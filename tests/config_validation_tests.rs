//! Config Validation Tests
//!
//! Exercise file loading, typo detection and range validation of the
//! service configuration independently from the rest of the service.

use competitor_scout::config::validation::{known_config_keys, suggest_correction, validate_unknown_keys};
use competitor_scout::config::{ConfigError, ServiceConfig};
use std::io::Write;

fn write_config(contents: &str) -> tempfile::NamedTempFile {
    let mut file = tempfile::NamedTempFile::new().unwrap();
    file.write_all(contents.as_bytes()).unwrap();
    file
}

#[test]
fn full_config_file_loads() {
    let file = write_config(
        r#"
[server]
bind_address = "127.0.0.1:9100"

[store]
url = "https://search.internal:9200"
index = "family_g2"
timeout_secs = 5
fixtures = "fixtures/families.json"

[search]
num_candidates = 500
k = 20
family_page_size = 50
"#,
    );

    let config = ServiceConfig::load_from_file(file.path()).unwrap();
    assert_eq!(config.server.bind_address, "127.0.0.1:9100");
    assert_eq!(config.store.url, "https://search.internal:9200");
    assert_eq!(config.store.index, "family_g2");
    assert_eq!(config.store.timeout_secs, 5);
    assert_eq!(
        config.store.fixtures.as_deref(),
        Some(std::path::Path::new("fixtures/families.json"))
    );
    assert_eq!(config.search.num_candidates, 500);
    assert_eq!(config.search.k, 20);
    assert_eq!(config.search.family_page_size, 50);
}

#[test]
fn empty_file_yields_defaults() {
    let file = write_config("");
    let config = ServiceConfig::load_from_file(file.path()).unwrap();
    assert_eq!(config, ServiceConfig::default());
}

#[test]
fn missing_file_is_io_error() {
    let err = ServiceConfig::load_from_file(std::path::Path::new("/nonexistent/competitor_scout.toml"))
        .unwrap_err();
    assert!(matches!(err, ConfigError::Io(..)));
}

#[test]
fn oversized_candidate_pool_rejected() {
    let file = write_config("[search]\nnum_candidates = 20000\n");
    let err = ServiceConfig::load_from_file(file.path()).unwrap_err();
    assert!(err.to_string().contains("exceeds the maximum"), "{err}");
}

#[test]
fn wrong_type_is_parse_error() {
    let file = write_config("[search]\nk = \"ten\"\n");
    let err = ServiceConfig::load_from_file(file.path()).unwrap_err();
    assert!(matches!(err, ConfigError::Parse(..)));
}

#[test]
fn typo_in_section_name_suggests_correction() {
    let warnings = validate_unknown_keys("[serach]\nk = 5\n");
    let section = warnings.iter().find(|w| w.field == "serach").unwrap();
    assert_eq!(section.suggestion.as_deref(), Some("search"));
}

#[test]
fn typo_in_store_key_warns_but_loads() {
    let file = write_config("[store]\nindx = \"family_g2\"\n");
    let config = ServiceConfig::load_from_file(file.path()).unwrap();
    assert_eq!(config.store.index, "family_g1_v2");

    let known = known_config_keys();
    assert_eq!(
        suggest_correction("store.indx", &known).as_deref(),
        Some("store.index")
    );
}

#### Task goal
Across the entries above, how many lines include the word "fixtures"? Give only the number.

#### Output
3